Se enamoró Adolfina de la voz de su primo sin conocerle. ¡Pobre Adolfina romántica, pobre niña montada a ahorcajadas en un sueño!
Su primo se llamaba Edulcorato y a azúcar le sabia la palabra y a melaza cuanto decía. ¡Pobre Edulcorato!
Con dieciséis años, la niña se remecía de las ramas del sauce llorón que adornaba su jardín. Mientras iba y venía por los aires hablaba con los pájaros que, en las empingorotadas crestas de los árboles trinaban la alegría de su existencia alada. Cantaba Adolfina al unísono las excelencias que suponía en la persona de su primo Edulcorato, con voz que se le hacía plañidera a veces por sumida y a veces de orgullo se la llenaba altiva. Decía así:
– ¿Dónde escondes tu figura primo Edulcorato? ¿Dónde guardas tu voz que me enajena? Río y canto al tiempo como si loca estuviera cuando sólo estoy enamorada de ti sin conocerte.

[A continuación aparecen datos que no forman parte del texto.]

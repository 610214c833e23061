// SPDX-License-Identifier: PMPL-1.0-or-later
// Copyright (c) 2026 Jonathan D.A. Jewell (hyperpolymath) <jonathan.jewell@open.ac.uk>
//
// Core domain types for cardtrim.

use serde::{Deserialize, Serialize};

/// Content rectangle in pixel coordinates.
///
/// `right` and `bottom` are exclusive, so a full-image rectangle for a
/// `w x h` image is `(0, 0, w, h)`. Producers guarantee `left <= right` and
/// `top <= bottom`.
#[derive(Debug, Clone, Copy, PartialEq, Eq, Serialize, Deserialize)]
pub struct Bounds {
    pub left: u32,
    pub top: u32,
    pub right: u32,
    pub bottom: u32,
}

impl Bounds {
    pub fn new(left: u32, top: u32, right: u32, bottom: u32) -> Self {
        Self {
            left,
            top,
            right,
            bottom,
        }
    }

    /// The whole image, i.e. "no crop".
    pub fn full(width: u32, height: u32) -> Self {
        Self::new(0, 0, width, height)
    }

    pub fn width(&self) -> u32 {
        self.right.saturating_sub(self.left)
    }

    pub fn height(&self) -> u32 {
        self.bottom.saturating_sub(self.top)
    }

    /// True when the rectangle covers no pixels.
    pub fn is_empty(&self) -> bool {
        self.width() == 0 || self.height() == 0
    }

    pub fn is_full(&self, width: u32, height: u32) -> bool {
        *self == Self::full(width, height)
    }

    /// True when the rectangle lies inside a `width x height` image.
    pub fn fits_within(&self, width: u32, height: u32) -> bool {
        self.left <= self.right
            && self.top <= self.bottom
            && self.right <= width
            && self.bottom <= height
    }

    pub fn contains(&self, x: u32, y: u32) -> bool {
        x >= self.left && x < self.right && y >= self.top && y < self.bottom
    }

    /// Pixels removed from each side when cropping a `width x height` image.
    pub fn trimmed(&self, width: u32, height: u32) -> Trim {
        Trim {
            left: self.left,
            top: self.top,
            right: width.saturating_sub(self.right),
            bottom: height.saturating_sub(self.bottom),
        }
    }
}

impl std::fmt::Display for Bounds {
    fn fmt(&self, f: &mut std::fmt::Formatter<'_>) -> std::fmt::Result {
        write!(
            f,
            "({}, {}, {}, {})",
            self.left, self.top, self.right, self.bottom
        )
    }
}

/// Per-side pixel counts removed by a crop.
#[derive(Debug, Clone, Copy, PartialEq, Eq, Default)]
pub struct Trim {
    pub left: u32,
    pub top: u32,
    pub right: u32,
    pub bottom: u32,
}

impl Trim {
    pub fn is_zero(&self) -> bool {
        *self == Self::default()
    }
}

/// Standard output canvas for finished cards.
#[derive(Debug, Clone, Copy, PartialEq, Eq, Serialize, Deserialize)]
pub struct TargetSize {
    pub width: u32,
    pub height: u32,
}

impl TargetSize {
    pub fn new(width: u32, height: u32) -> Self {
        Self { width, height }
    }

    pub fn aspect_ratio(&self) -> f64 {
        if self.height == 0 {
            return 1.0;
        }
        self.width as f64 / self.height as f64
    }
}

impl Default for TargetSize {
    /// 600x1000, the traditional 3:5 tarot proportion.
    fn default() -> Self {
        Self::new(600, 1000)
    }
}

impl std::fmt::Display for TargetSize {
    fn fmt(&self, f: &mut std::fmt::Formatter<'_>) -> std::fmt::Result {
        write!(f, "{}x{}", self.width, self.height)
    }
}
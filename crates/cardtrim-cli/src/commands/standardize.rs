// SPDX-License-Identifier: PMPL-1.0-or-later
// Copyright (c) 2026 Jonathan D.A. Jewell (hyperpolymath) <jonathan.jewell@open.ac.uk>
//
// `cardtrim standardize` — letterbox every card to the target size as a
// `_standard.png` sibling.

use std::io::{BufRead, Write};
use std::path::PathBuf;

use cardtrim_core::AppConfig;
use cardtrim_image::CardProcessor;
use tracing::warn;

use crate::services::batch;
use crate::services::workspace::{file_name, list_pngs_containing, with_suffix};

const STANDARD_SUFFIX: &str = "_standard";

pub fn run(config: &AppConfig, yes: bool) -> anyhow::Result<()> {
    let stdin = std::io::stdin();
    run_with(config, yes, &mut stdin.lock())
}

fn run_with(config: &AppConfig, yes: bool, input: &mut impl BufRead) -> anyhow::Result<()> {
    let candidates = candidates(config)?;

    println!("Current image dimensions:");
    for path in &candidates {
        match CardProcessor::open(path) {
            Ok(card) => println!("{}: {}x{}", file_name(path), card.width(), card.height()),
            Err(err) => {
                warn!(path = %path.display(), error = %err, "Cannot read image");
                println!("{}: unreadable ({err})", file_name(path));
            }
        }
    }
    println!("\nTarget dimensions: {}", config.target);

    if !yes && !confirm(input)? {
        println!("No images changed.");
        return Ok(());
    }

    let target = config.target;
    let mut skipped = 0usize;
    let report = batch::run(&candidates, |path| {
        let card = CardProcessor::open(path)?;
        if (card.width(), card.height()) == (target.width, target.height) {
            skipped += 1;
            return Ok(());
        }
        let output = with_suffix(path, STANDARD_SUFFIX);
        card.letterbox(target).save(&output)?;
        println!("Standardized: {}", file_name(&output));
        Ok(())
    });

    println!(
        "\n{} ({skipped} already {target})",
        report.summary("Checked")
    );
    Ok(())
}

/// PNGs in the images and generated dirs, leaving out keyed copies and
/// earlier `_standard` output.
fn candidates(config: &AppConfig) -> anyhow::Result<Vec<PathBuf>> {
    let mut paths = list_pngs_containing(&config.images_dir, "")?;
    paths.extend(list_pngs_containing(&config.generated_dir, "")?);
    paths.retain(|path| {
        let name = file_name(path);
        !name.contains("transparent") && !name.contains(STANDARD_SUFFIX)
    });
    Ok(paths)
}

fn confirm(input: &mut impl BufRead) -> anyhow::Result<bool> {
    print!("\nResize existing images to the standard size? (y/n): ");
    std::io::stdout().flush()?;
    let mut answer = String::new();
    input.read_line(&mut answer)?;
    Ok(answer.trim().eq_ignore_ascii_case("y"))
}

El primo se resistía a dejarse ver. En el fondo, porque conociendo la pasión de Adolfina, le gustaba la situación de ser un hombre adorado; más si cabe cuando era su cuerpo apelmazado y corto, sus piernas flacas como palillos que sostuvieran, a la vez, la albóndiga de su cabeza y su blanco y abombado abdomen. Reía y lloraba Edulcorato por la felicidad de la pasión que transmitía y por la desilusión que a ciencia cierta sabía que iba a producir en su prima.
– No será la voz la pena, será mi yo cuando desamparado me muestre ante ti. No abras de tener misericordia y hasta engañada te sentirás al verme.
Así razonaba Edulcorato, sin confianza ninguna de que fuera ciega su prima Adolfina de la que, sin conocerla, se enamoró perdidamente.
– ¡Basta tu amor – clamaba mirando su figura deforme delante de un espejo – para sentir el mío! ¡Basta tu sólo deseo para que me rinda complacido a tu voluntad¡
Desde que se enteró de que su prima venía, los lamentos se trocaron en llanto. Lloraba amargamente como si la vida le fuera a abandonar. Sollozaba de forma queda avergonzado de lo que creía era una debilidad de niño mimado.
Al fin llegó el día que vino Adolfina, la prima enamorada de la voz que escuchara por teléfono. Venía a pasar el verano, a tomar el sol en la playa, a jugar con la arena mojada para hacer corazones de amor. Edulcorato se marchó de casa, la había visto, escondido tras el visillo de la ventana de su habitación y tan bella le había parecido, que todo el llanto se recobró en catarata, pues lloraba el abandono sin haberse producido el encuentro.
– ¿Serás la luz de mis ojos? – Recordaba Edulcorato que le había preguntado Adolfina con un hilo de voz, aquella segunda vez que hablaron por teléfono.
Y recordaba también como Edulcorato le había respondido que sí, ¡ qué para toda la vida!.
Aquella noche se cayó el muchacho por la torrentera de sus lágrimas y se ahogó en el río. Su prima, cuando a la mañana siguiente le trajeron a casa muerto, quiso, porque la voz no la podría escuchar más, saber como era la cara de su primo. En los dedos, con los que palpaba el mundo y el aire, la luz y la oscuridad en donde sus ojos estaban sumidos, las flores, los pétalos y el amor desconocido, se le quedó dibujado el rostro. Aquellas facciones – pensó Adolfina – eran perfectas a sus ojos ciegos, era el retrato en blanco y negro de su dolor terebrante.